-- TASK INPUTS follows --

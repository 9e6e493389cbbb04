//! Host identity used by the diagnostic method calls.

/// Static facts about the host application and OS.
pub trait PlatformInfo: Send + Sync {
    /// Human-readable OS version, e.g. `"Android 14"`.
    fn platform_version(&self) -> String;

    /// Application identifier, e.g. `"com.example.alerts"`.
    fn package_name(&self) -> String;
}
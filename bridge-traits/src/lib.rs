//! # Host Bridge Traits
//!
//! Platform abstraction traits that must be implemented by each host platform.
//!
//! ## Overview
//!
//! This crate defines the contract between the audio alert core and the
//! platform it runs on. The core owns the playback session state machine; the
//! host supplies the facilities that actually draw notifications, decode
//! audio and talk to the application layer.
//!
//! ## Traits
//!
//! ### Session collaborators
//! - [`NotificationPresenter`](notification::NotificationPresenter) - Persistent, tappable system notification
//! - [`AudioRenderer`](playback::AudioRenderer) - Asynchronous remote stream decoder/player
//! - [`RendererListener`](playback::RendererListener) - Ready/error/completion callbacks from the renderer
//!
//! ### Application boundary
//! - [`MethodChannel`](channel::MethodChannel) - Outbound callbacks into the embedding application
//! - [`PlatformInfo`](platform::PlatformInfo) - OS version and application identifier
//!
//! ### Utilities
//! - [`Clock`](time::Clock) - Time source for deterministic testing
//! - [`LoggerSink`](time::LoggerSink) - Forward structured logs to host logging
//!
//! ## Platform Requirements
//!
//! | Platform | Implementation | Status |
//! |----------|----------------|--------|
//! | Desktop  | `bridge-desktop` | ✅ Available |
//! | Android  | Host plugin (foreground service + `MediaPlayer`) | 📋 Host-provided |
//! | iOS      | Host plugin | 📋 Host-provided |
//!
//! ## Error Handling
//!
//! All bridge traits use [`BridgeError`](error::BridgeError). The session core
//! never propagates these to the application; it logs them and moves the
//! session to a safe state.
//!
//! ## Thread Safety
//!
//! All bridge traits require `Send + Sync`. Renderer callbacks in particular
//! may arrive on any host thread.

pub mod channel;
pub mod error;
pub mod notification;
pub mod platform;
pub mod playback;
pub mod time;

pub use error::BridgeError;

// Re-export commonly used types
pub use channel::{MethodCall, MethodChannel, MethodResponse};
pub use notification::{
    NotificationCategory, NotificationChannelSpec, NotificationContent, NotificationIcon,
    NotificationImportance, NotificationPresenter, NotificationPriority,
};
pub use platform::PlatformInfo;
pub use playback::{
    AudioAttributes, AudioContentType, AudioRenderer, AudioUsage, PlaybackSessionId,
    RendererListener, RendererRequest, RendererSignal,
};
pub use time::{Clock, LogEntry, LogLevel, LoggerSink, StderrLogger, SystemClock};
//! Desktop walkthrough of the alert plugin.
//!
//! Starts an alert for the URL given on the command line (or a
//! notification-only alert when none is given), waits for the stream probe,
//! then simulates the user tapping the notification.
//!
//! ```text
//! cargo run -p core-service --example alert_demo -- https://example.com/siren.mp3
//! ```

use std::sync::Arc;
use std::time::Duration;

use async_trait::async_trait;
use bridge_traits::{error::Result as BridgeResult, LogLevel, MethodCall, MethodChannel};
use core_runtime::config::AlertConfig;
use core_runtime::events::{CoreEvent, SessionEvent};
use core_runtime::logging::{init_logging, LogFormat, LoggingConfig};
use serde_json::{json, Value};

struct PrintingChannel;

#[async_trait]
impl MethodChannel for PrintingChannel {
    fn name(&self) -> &str {
        core_runtime::config::DEFAULT_METHOD_CHANNEL
    }

    async fn invoke_method(&self, method: &str, arguments: Value) -> BridgeResult<()> {
        println!("-> app: {method}({arguments})");
        Ok(())
    }
}

#[tokio::main]
async fn main() -> anyhow::Result<()> {
    init_logging(
        LoggingConfig::default()
            .with_format(LogFormat::Compact)
            .with_level(LogLevel::Debug),
    )?;

    let plugin = core_service::bootstrap_desktop(
        AlertConfig::default(),
        "com.example.alerts",
        Arc::new(PrintingChannel),
    )?;
    let mut events = plugin.session().subscribe();

    let version = plugin
        .handle_method_call(MethodCall::bare("getPlatformVersion"))
        .await;
    println!("platform: {version:?}");

    let url = std::env::args().nth(1);
    plugin
        .handle_method_call(MethodCall::new(
            "startAudio",
            json!({ "url": url, "title": "Demo alert", "loop": false }),
        ))
        .await;

    // Give the probe a moment to report
    let deadline = tokio::time::sleep(Duration::from_secs(5));
    tokio::pin!(deadline);
    loop {
        tokio::select! {
            _ = &mut deadline => break,
            event = events.recv() => match event {
                Ok(event) => {
                    println!("event: {}", event.description());
                    if !matches!(event, CoreEvent::Session(SessionEvent::Starting { .. })) {
                        break;
                    }
                }
                Err(_) => break,
            },
        }
    }

    plugin.on_notification_tapped().await;
    plugin.shutdown().await;
    Ok(())
}
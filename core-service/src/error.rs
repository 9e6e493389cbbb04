use thiserror::Error;

#[derive(Error, Debug)]
pub enum ServiceError {
    #[error("Plugin initialization failed: {0}")]
    InitializationFailed(String),

    #[error("Runtime error: {0}")]
    Runtime(#[from] core_runtime::Error),

    #[error("Bridge error: {0}")]
    Bridge(#[from] bridge_traits::BridgeError),

    #[error("Playback error: {0}")]
    Playback(#[from] core_playback::PlaybackError),
}

pub type Result<T> = std::result::Result<T, ServiceError>;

-- TASK INPUTS concluded --

- _PROBLEM DETAILS_
Take the lines from the top of the data through the one that contains "callbacks in particular" and copy them exactly, leaving out every line after it.

- _TASK SOLUTION_
repository 9e6e493389cbbb04
//! Host identity used by the diagnostic method calls.

/// Static facts about the host application and OS.
pub trait PlatformInfo: Send + Sync {
    /// Human-readable OS version, e.g. `"Android 14"`.
    fn platform_version(&self) -> String;

    /// Application identifier, e.g. `"com.example.alerts"`.
    fn package_name(&self) -> String;
}
filename bridge-traits/src/lib.rs
//! # Host Bridge Traits
//!
//! Platform abstraction traits that must be implemented by each host platform.
//!
//! ## Overview
//!
//! This crate defines the contract between the audio alert core and the
//! platform it runs on. The core owns the playback session state machine; the
//! host supplies the facilities that actually draw notifications, decode
//! audio and talk to the application layer.
//!
//! ## Traits
//!
//! ### Session collaborators
//! - [`NotificationPresenter`](notification::NotificationPresenter) - Persistent, tappable system notification
//! - [`AudioRenderer`](playback::AudioRenderer) - Asynchronous remote stream decoder/player
//! - [`RendererListener`](playback::RendererListener) - Ready/error/completion callbacks from the renderer
//!
//! ### Application boundary
//! - [`MethodChannel`](channel::MethodChannel) - Outbound callbacks into the embedding application
//! - [`PlatformInfo`](platform::PlatformInfo) - OS version and application identifier
//!
//! ### Utilities
//! - [`Clock`](time::Clock) - Time source for deterministic testing
//! - [`LoggerSink`](time::LoggerSink) - Forward structured logs to host logging
//!
//! ## Platform Requirements
//!
//! | Platform | Implementation | Status |
//! |----------|----------------|--------|
//! | Desktop  | `bridge-desktop` | ✅ Available |
//! | Android  | Host plugin (foreground service + `MediaPlayer`) | 📋 Host-provided |
//! | iOS      | Host plugin | 📋 Host-provided |
//!
//! ## Error Handling
//!
//! All bridge traits use [`BridgeError`](error::BridgeError). The session core
//! never propagates these to the application; it logs them and moves the
//! session to a safe state.
//!
//! ## Thread Safety
//!
//! All bridge traits require `Send + Sync`. Renderer callbacks in particular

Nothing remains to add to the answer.